REQUIRED ACTION:
Every entry below must be transcribed exactly, with no line missing.

*** INFORMATION SUPPLIED ***

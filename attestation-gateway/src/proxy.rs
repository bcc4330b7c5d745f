//! Route matching and forwarding to attested agents.
//!
//! Admission and the subsequent forward are two independent steps: a verdict
//! can expire while a long-running forward is in flight. That staleness
//! window is bounded by the upstream timeout and accepted; closing it would
//! mean holding a lock across a network call. The forward future is owned by
//! the inbound request handler, so an aborted inbound request drops the
//! in-flight upstream call with it.

use std::collections::HashMap;

use anyhow::{ensure, Context as _};
use axum::body::{Body, Bytes};
use axum::extract::Request;
use axum::http::{header, Method, StatusCode};
use axum::response::{IntoResponse, Response};
use axum::Json;
use chrono::Utc;
use log::{debug, error, info, warn};
use serde::Serialize;

use crate::gate::{RejectReason, RouteGate};
use crate::policy::{AgentIdentity, RouteRule};

/// Largest request body the proxy will buffer for forwarding.
const MAX_BODY_BYTES: usize = 16 * 1024 * 1024;

#[derive(Serialize)]
struct RejectionBody {
    error: RejectReason,
    detail: String,
}

fn reject(status: StatusCode, reason: RejectReason) -> Response {
    (
        status,
        Json(RejectionBody {
            error: reason,
            detail: reason.to_string(),
        }),
    )
        .into_response()
}

pub struct ProxyRouter {
    routes: Vec<RouteRule>,
    agents: HashMap<String, AgentIdentity>,
    gate: RouteGate,
    client: reqwest::Client,
    scheme: &'static str,
}

impl ProxyRouter {
    pub fn new(
        routes: Vec<RouteRule>,
        agents: Vec<AgentIdentity>,
        gate: RouteGate,
        client: reqwest::Client,
        tls: bool,
    ) -> anyhow::Result<ProxyRouter> {
        let agents: HashMap<String, AgentIdentity> = agents
            .into_iter()
            .map(|agent| (agent.agent_id.clone(), agent))
            .collect();
        for route in &routes {
            ensure!(
                agents.contains_key(&route.agent_id),
                "Route {} targets unknown agent {}",
                route.path,
                route.agent_id
            );
        }
        Ok(ProxyRouter {
            routes,
            agents,
            gate,
            client,
            scheme: if tls { "https" } else { "http" },
        })
    }

    fn match_route(&self, path: &str, method: &Method) -> Option<&RouteRule> {
        self.routes.iter().find(|rule| {
            rule.path == path
                && rule
                    .methods
                    .iter()
                    .any(|allowed| allowed.eq_ignore_ascii_case(method.as_str()))
        })
    }

    /// Matches, gates and forwards one inbound request.
    pub async fn route(&self, req: Request) -> Response {
        let (parts, body) = req.into_parts();
        let path = parts.uri.path().to_string();

        let Some(rule) = self.match_route(&path, &parts.method) else {
            debug!("No route for {} {}", parts.method, path);
            return reject(StatusCode::NOT_FOUND, RejectReason::RouteNotFound);
        };

        if rule.auth_required {
            let decision = self.gate.admit(&rule.agent_id, Utc::now());
            if !decision.admit {
                let reason = decision.reason.unwrap_or(RejectReason::NotAttested);
                info!(
                    "Denying {} {} to {}: {}",
                    parts.method, path, rule.agent_id, reason
                );
                return reject(StatusCode::FORBIDDEN, reason);
            }
        }

        // Checked at construction; a miss here means the registry changed
        // underneath us.
        let Some(agent) = self.agents.get(&rule.agent_id) else {
            error!("Agent {} vanished from the registry", rule.agent_id);
            return reject(StatusCode::BAD_GATEWAY, RejectReason::UpstreamUnavailable);
        };

        let body = match axum::body::to_bytes(body, MAX_BODY_BYTES).await {
            Ok(bytes) => bytes,
            Err(err) => {
                warn!("Failed reading the request body: {err}");
                return (StatusCode::BAD_REQUEST, "Failed reading the request body")
                    .into_response();
            }
        };

        let mut target = format!(
            "{}://{}:{}{}",
            self.scheme, agent.declared_host, agent.declared_port, path
        );
        if let Some(query) = parts.uri.query() {
            target.push('?');
            target.push_str(query);
        }

        match self
            .forward(&parts.method, &target, &parts.headers, &body)
            .await
        {
            Ok(upstream) => match relay_response(upstream).await {
                Ok(response) => response,
                Err(err) => {
                    warn!("Failed relaying the response from {target}: {err:#}");
                    reject(StatusCode::BAD_GATEWAY, RejectReason::UpstreamUnavailable)
                }
            },
            Err(err) if err.is_timeout() => {
                warn!("Upstream {target} timed out: {err}");
                reject(StatusCode::GATEWAY_TIMEOUT, RejectReason::Timeout)
            }
            Err(err) => {
                warn!("Upstream {target} unreachable: {err}");
                reject(StatusCode::BAD_GATEWAY, RejectReason::UpstreamUnavailable)
            }
        }
    }

    /// Sends the request, retrying exactly once on a transient connect
    /// failure when the method is an idempotent GET. Everything else fails
    /// on the first error.
    async fn forward(
        &self,
        method: &Method,
        target: &str,
        headers: &axum::http::HeaderMap,
        body: &Bytes,
    ) -> reqwest::Result<reqwest::Response> {
        match self.send_once(method, target, headers, body).await {
            Err(err) if *method == Method::GET && err.is_connect() => {
                warn!("Connect failure to {target}, retrying once: {err}");
                self.send_once(method, target, headers, body).await
            }
            result => result,
        }
    }

    async fn send_once(
        &self,
        method: &Method,
        target: &str,
        headers: &axum::http::HeaderMap,
        body: &Bytes,
    ) -> reqwest::Result<reqwest::Response> {
        let mut headers = headers.clone();
        // Recomputed for the upstream connection
        headers.remove(header::HOST);
        headers.remove(header::CONTENT_LENGTH);
        // Hop-by-hop headers are scoped to the inbound connection
        for name in [
            header::CONNECTION,
            header::PROXY_AUTHENTICATE,
            header::PROXY_AUTHORIZATION,
            header::TE,
            header::TRAILER,
            header::TRANSFER_ENCODING,
            header::UPGRADE,
        ] {
            headers.remove(name);
        }
        headers.remove("keep-alive");
        self.client
            .request(method.clone(), target)
            .headers(headers)
            .body(body.clone())
            .send()
            .await
    }
}

/// Relays the upstream status, headers and body bytes unchanged.
async fn relay_response(upstream: reqwest::Response) -> anyhow::Result<Response> {
    let status = upstream.status();
    let headers = upstream.headers().clone();
    let bytes = upstream
        .bytes()
        .await
        .context("Failed reading the upstream response body")?;

    let mut builder = Response::builder().status(status);
    if let Some(response_headers) = builder.headers_mut() {
        for (name, value) in headers.iter() {
            if name == header::CONTENT_LENGTH || name == header::TRANSFER_ENCODING {
                continue;
            }
            response_headers.insert(name.clone(), value.clone());
        }
    }
    builder
        .body(Body::from(bytes))
        .context("Failed building the relayed response")
}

*** End of INFORMATION SUPPLIED ***

RESPONSE TO THE EXERCISE:
filename attestation-gateway/src/proxy.rs
repository bcc4330b7c5d745f
//! Route matching and forwarding to attested agents.
//!
//! Admission and the subsequent forward are two independent steps: a verdict
//! can expire while a long-running forward is in flight. That staleness
//! window is bounded by the upstream timeout and accepted; closing it would
//! mean holding a lock across a network call. The forward future is owned by
//! the inbound request handler, so an aborted inbound request drops the
//! in-flight upstream call with it.

use std::collections::HashMap;

use anyhow::{ensure, Context as _};
use axum::body::{Body, Bytes};
use axum::extract::Request;
use axum::http::{header, Method, StatusCode};
use axum::response::{IntoResponse, Response};
use axum::Json;
use chrono::Utc;
use log::{debug, error, info, warn};
use serde::Serialize;

use crate::gate::{RejectReason, RouteGate};
use crate::policy::{AgentIdentity, RouteRule};

/// Largest request body the proxy will buffer for forwarding.
const MAX_BODY_BYTES: usize = 16 * 1024 * 1024;

#[derive(Serialize)]
struct RejectionBody {
    error: RejectReason,
    detail: String,
}

fn reject(status: StatusCode, reason: RejectReason) -> Response {
    (
        status,
        Json(RejectionBody {
            error: reason,
            detail: reason.to_string(),
        }),
    )
        .into_response()
}

pub struct ProxyRouter {
    routes: Vec<RouteRule>,
    agents: HashMap<String, AgentIdentity>,
    gate: RouteGate,
    client: reqwest::Client,
    scheme: &'static str,
}

impl ProxyRouter {
    pub fn new(
        routes: Vec<RouteRule>,
        agents: Vec<AgentIdentity>,
        gate: RouteGate,
        client: reqwest::Client,
        tls: bool,
    ) -> anyhow::Result<ProxyRouter> {
        let agents: HashMap<String, AgentIdentity> = agents
            .into_iter()
            .map(|agent| (agent.agent_id.clone(), agent))
            .collect();
        for route in &routes {
            ensure!(
                agents.contains_key(&route.agent_id),
                "Route {} targets unknown agent {}",
                route.path,
                route.agent_id
            );
        }
        Ok(ProxyRouter {
            routes,
            agents,
            gate,
            client,
            scheme: if tls { "https" } else { "http" },
        })
    }

    fn match_route(&self, path: &str, method: &Method) -> Option<&RouteRule> {
        self.routes.iter().find(|rule| {
            rule.path == path
                && rule
                    .methods
                    .iter()
                    .any(|allowed| allowed.eq_ignore_ascii_case(method.as_str()))
        })
    }

    /// Matches, gates and forwards one inbound request.
    pub async fn route(&self, req: Request) -> Response {
        let (parts, body) = req.into_parts();
        let path = parts.uri.path().to_string();

        let Some(rule) = self.match_route(&path, &parts.method) else {
            debug!("No route for {} {}", parts.method, path);
            return reject(StatusCode::NOT_FOUND, RejectReason::RouteNotFound);
        };

        if rule.auth_required {
            let decision = self.gate.admit(&rule.agent_id, Utc::now());
            if !decision.admit {
                let reason = decision.reason.unwrap_or(RejectReason::NotAttested);
                info!(
                    "Denying {} {} to {}: {}",
                    parts.method, path, rule.agent_id, reason
                );
                return reject(StatusCode::FORBIDDEN, reason);
            }
        }

        // Checked at construction; a miss here means the registry changed
        // underneath us.
        let Some(agent) = self.agents.get(&rule.agent_id) else {
            error!("Agent {} vanished from the registry", rule.agent_id);
            return reject(StatusCode::BAD_GATEWAY, RejectReason::UpstreamUnavailable);
        };

        let body = match axum::body::to_bytes(body, MAX_BODY_BYTES).await {
            Ok(bytes) => bytes,
            Err(err) => {
                warn!("Failed reading the request body: {err}");
                return (StatusCode::BAD_REQUEST, "Failed reading the request body")
                    .into_response();
            }
        };

        let mut target = format!(
            "{}://{}:{}{}",
            self.scheme, agent.declared_host, agent.declared_port, path
        );
        if let Some(query) = parts.uri.query() {
            target.push('?');
            target.push_str(query);
        }

        match self
            .forward(&parts.method, &target, &parts.headers, &body)
            .await
        {
            Ok(upstream) => match relay_response(upstream).await {
                Ok(response) => response,
                Err(err) => {
                    warn!("Failed relaying the response from {target}: {err:#}");
                    reject(StatusCode::BAD_GATEWAY, RejectReason::UpstreamUnavailable)
                }
            },
            Err(err) if err.is_timeout() => {
                warn!("Upstream {target} timed out: {err}");
                reject(StatusCode::GATEWAY_TIMEOUT, RejectReason::Timeout)
            }
            Err(err) => {
                warn!("Upstream {target} unreachable: {err}");
                reject(StatusCode::BAD_GATEWAY, RejectReason::UpstreamUnavailable)
            }
        }
    }

    /// Sends the request, retrying exactly once on a transient connect
    /// failure when the method is an idempotent GET. Everything else fails
    /// on the first error.
    async fn forward(
        &self,
        method: &Method,
        target: &str,
        headers: &axum::http::HeaderMap,
        body: &Bytes,
    ) -> reqwest::Result<reqwest::Response> {
        match self.send_once(method, target, headers, body).await {
            Err(err) if *method == Method::GET && err.is_connect() => {
                warn!("Connect failure to {target}, retrying once: {err}");
                self.send_once(method, target, headers, body).await
            }
            result => result,
        }
    }

    async fn send_once(
        &self,
        method: &Method,
        target: &str,
        headers: &axum::http::HeaderMap,
        body: &Bytes,
    ) -> reqwest::Result<reqwest::Response> {
        let mut headers = headers.clone();
        // Recomputed for the upstream connection
        headers.remove(header::HOST);
        headers.remove(header::CONTENT_LENGTH);
        // Hop-by-hop headers are scoped to the inbound connection
        for name in [
            header::CONNECTION,
            header::PROXY_AUTHENTICATE,
            header::PROXY_AUTHORIZATION,
            header::TE,
            header::TRAILER,
            header::TRANSFER_ENCODING,
            header::UPGRADE,
        ] {
            headers.remove(name);
        }
        headers.remove("keep-alive");
        self.client
            .request(method.clone(), target)
            .headers(headers)
            .body(body.clone())
            .send()
            .await
    }
}

/// Relays the upstream status, headers and body bytes unchanged.
async fn relay_response(upstream: reqwest::Response) -> anyhow::Result<Response> {
    let status = upstream.status();
    let headers = upstream.headers().clone();
    let bytes = upstream
        .bytes()
        .await
        .context("Failed reading the upstream response body")?;

    let mut builder = Response::builder().status(status);
    if let Some(response_headers) = builder.headers_mut() {
        for (name, value) in headers.iter() {
            if name == header::CONTENT_LENGTH || name == header::TRANSFER_ENCODING {
                continue;
            }
            response_headers.insert(name.clone(), value.clone());
        }
    }
    builder
        .body(Body::from(bytes))
        .context("Failed building the relayed response")
}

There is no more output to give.